◆ **Exercise**:
The lines to repeat are those below from the one containing "at build time." down to the one containing "let ([machine_id, vendor_code, data_type], constraints)", both included; reproduce them exactly and nothing else.

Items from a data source

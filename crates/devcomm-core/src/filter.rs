//! Filter expressions accepted by the swap operations.
//!
//! A filter is a list of pieces joined by `&`. One piece may be positional,
//! with identifiers joined by the key separator; the others are
//! `name=value` pairs:
//!
//! ```text
//! DEV1:INWORD                       positional device filter
//! dev=DEV1&mem=INWORD&channel=1     named, plus a numeric constraint
//! M1:V1:WORD&machine=1              positional PLC filter plus a constraint
//! machine_id=M1&vendor=V1&type=WORD named PLC filter
//! ```
//!
//! Pairs that do not name an identifier must carry an integer value and
//! become [`DevCommFilterInfo`] constraints.

use crate::bounded::BoundedString;
use crate::config::defaults::FILTER_PAIR_SEPARATOR;
use crate::error::{Error, Result};
use crate::model::{DevCommFilterInfo, PlcCommAddrInfo};
use crate::parser::strip_whitespace;
use crate::table::{device_key, plc_key};

const DEVICE_ID_NAMES: &[&str] = &["dev", "device", "devid", "dev_id", "device_id"];
const MEM_TYPE_NAMES: &[&str] = &["mem", "memtype", "mem_type", "dev_mem_type"];
// `machine=<n>` stays free for the numeric machine selector
const MACHINE_NAMES: &[&str] = &["machine_id", "machineid", "mc"];
const VENDOR_NAMES: &[&str] = &["vendor", "vendorcode", "vendor_code"];
const DATA_TYPE_NAMES: &[&str] = &["type", "datatype", "data_type"];

/// Split a filter into identifier values (in `names` order) and constraints.
fn parse_identifiers<const N: usize>(
    expr: &str,
    sep: char,
    names: [&[&str]; N],
) -> Result<([String; N], Vec<DevCommFilterInfo>)> {
    let expr = BoundedString::new(expr, "filter")?;
    let mut slots: [Option<String>; N] = std::array::from_fn(|_| None);
    let mut constraints = Vec::new();
    let mut seen_positional = false;

    for piece in expr.split(FILTER_PAIR_SEPARATOR) {
        let piece = strip_whitespace(piece);
        if piece.is_empty() {
            continue;
        }

        if let Some((name, value)) = piece.split_once('=') {
            let name = name.to_ascii_lowercase();
            if let Some(slot) = names.iter().position(|aliases| aliases.contains(&name.as_str())) {
                if value.is_empty() {
                    return Err(Error::InvalidFilter(format!("empty value for {}", name)));
                }
                // the value becomes one key part
                if value.contains(sep) {
                    return Err(Error::InvalidFilter(format!(
                        "{} value {:?} contains the key separator {:?}",
                        name, value, sep
                    )));
                }
                if slots[slot].replace(value.to_string()).is_some() {
                    return Err(Error::InvalidFilter(format!("{} given more than once", name)));
                }
            } else {
                let value: i32 = value.parse().map_err(|_| {
                    Error::InvalidFilter(format!("{}={} is not a numeric filter", name, value))
                })?;
                constraints.push(DevCommFilterInfo::new(name, value));
            }
            continue;
        }

        if seen_positional {
            return Err(Error::InvalidFilter(format!(
                "more than one positional part in {:?}",
                expr.as_str()
            )));
        }
        seen_positional = true;

        let parts: Vec<&str> = piece.split(sep).collect();
        if parts.len() != N || parts.iter().any(|p| p.is_empty()) {
            return Err(Error::InvalidFilter(format!(
                "expected {} parts separated by {:?}, got {:?}",
                N, sep, piece
            )));
        }
        for (slot, part) in slots.iter_mut().zip(parts) {
            if slot.replace(part.to_string()).is_some() {
                return Err(Error::InvalidFilter(format!(
                    "identifier given twice in {:?}",
                    expr.as_str()
                )));
            }
        }
    }

    let mut values: [String; N] = std::array::from_fn(|_| String::new());
    for (i, slot) in slots.into_iter().enumerate() {
        values[i] = slot.ok_or_else(|| {
            Error::InvalidFilter(format!("missing {} in {:?}", names[i][0], expr.as_str()))
        })?;
    }
    Ok((values, constraints))
}

/// Parsed device swap filter.
#[derive(Debug, Clone, PartialEq, Eq)]
pub struct DeviceFilter {
    pub dev_id: String,
    pub mem_type: String,
    pub constraints: Vec<DevCommFilterInfo>,
}

impl DeviceFilter {
    pub fn parse(expr: &str, sep: char) -> Result<Self> {
        let ([dev_id, mem_type], constraints) =
            parse_identifiers(expr, sep, [DEVICE_ID_NAMES, MEM_TYPE_NAMES])?;
        Ok(Self {
            dev_id,
            mem_type,
            constraints,
        })
    }

    /// Table key, normalized the same way as at build time.
    pub fn key(&self, sep: char) -> String {
        device_key(&self.dev_id, &self.mem_type, sep)
    }
}

/// Parsed PLC swap filter.
#[derive(Debug, Clone, PartialEq, Eq)]
pub struct PlcFilter {
    pub machine_id: String,
    pub vendor_code: String,
    pub data_type: String,
    pub constraints: Vec<DevCommFilterInfo>,
}

impl PlcFilter {
    pub fn parse(expr: &str, sep: char) -> Result<Self> {
        let ([machine_id, vendor_code, data_type], constraints) =
            parse_identifiers(expr, sep, [MACHINE_NAMES, VENDOR_NAMES, DATA_TYPE_NAMES])?;
        Ok(Self {
            machine_id,
            vendor_code,
            data_type,
            constraints,
        })
    }

    pub fn key(&self, sep: char) -> String {
        plc_key(&self.machine_id, &self.vendor_code, &self.data_type, sep)
    }
}

/// Non-key field of a [`PlcCommAddrInfo`] usable in a secondary filter.
#[derive(Debug, Clone, Copy, PartialEq, Eq)]
pub enum PlcField {
    MemId,
    MemBlockType,
    PlcDataAddr,
    TargetAddr,
    TargetEndAddr,
    Description,
}

impl PlcField {
    fn from_name(name: &str) -> Option<Self> {
        match name.to_ascii_lowercase().as_str() {
            "memid" | "mem_id" => Some(Self::MemId),
            "block" | "blocktype" | "mem_blk_type" => Some(Self::MemBlockType),
            "dataaddr" | "data_addr" | "plc_data_addr" => Some(Self::PlcDataAddr),
            "target" | "target_addr" | "plc_target_addr" => Some(Self::TargetAddr),
            "end" | "end_addr" | "plc_target_end_addr" => Some(Self::TargetEndAddr),
            "desc" | "description" => Some(Self::Description),
            _ => None,
        }
    }

    fn value<'a>(&self, entry: &'a PlcCommAddrInfo) -> &'a str {
        match self {
            Self::MemId => &entry.mem_id,
            Self::MemBlockType => &entry.mem_blk_type,
            Self::PlcDataAddr => &entry.plc_data_addr,
            Self::TargetAddr => &entry.plc_target_addr,
            Self::TargetEndAddr => &entry.plc_target_end_addr,
            Self::Description => &entry.desc,
        }
    }
}

/// Secondary PLC filter: exact equality on non-key fields.
///
/// `target=D100&block=WORDBLOCK`, or a bare `D100` for the target address.
#[derive(Debug, Clone, PartialEq, Eq, Default)]
pub struct PlcFieldFilter {
    pub conditions: Vec<(PlcField, String)>,
}

impl PlcFieldFilter {
    pub fn parse(payload: &str) -> Result<Self> {
        let payload = BoundedString::new(payload, "filter")?;
        let mut conditions = Vec::new();
        for piece in payload.split(FILTER_PAIR_SEPARATOR) {
            let piece = strip_whitespace(piece);
            if piece.is_empty() {
                continue;
            }
            match piece.split_once('=') {
                Some((name, value)) => {
                    let field = PlcField::from_name(name).ok_or_else(|| {
                        Error::InvalidFilter(format!("unknown PLC field: {}", name))
                    })?;
                    conditions.push((field, value.to_string()));
                }
                None => conditions.push((PlcField::TargetAddr, piece)),
            }
        }
        Ok(Self { conditions })
    }

    pub fn is_empty(&self) -> bool {
        self.conditions.is_empty()
    }

    pub fn matches(&self, entry: &PlcCommAddrInfo) -> bool {
        self.conditions
            .iter()
            .all(|(field, value)| field.value(entry) == value)
    }
}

◆ **Result for this task**:
    /// Table key, normalized the same way as at build time.
    pub fn key(&self, sep: char) -> String {
        device_key(&self.dev_id, &self.mem_type, sep)
    }
}

/// Parsed PLC swap filter.
#[derive(Debug, Clone, PartialEq, Eq)]
pub struct PlcFilter {
    pub machine_id: String,
    pub vendor_code: String,
    pub data_type: String,
    pub constraints: Vec<DevCommFilterInfo>,
}

impl PlcFilter {
    pub fn parse(expr: &str, sep: char) -> Result<Self> {
        let ([machine_id, vendor_code, data_type], constraints) =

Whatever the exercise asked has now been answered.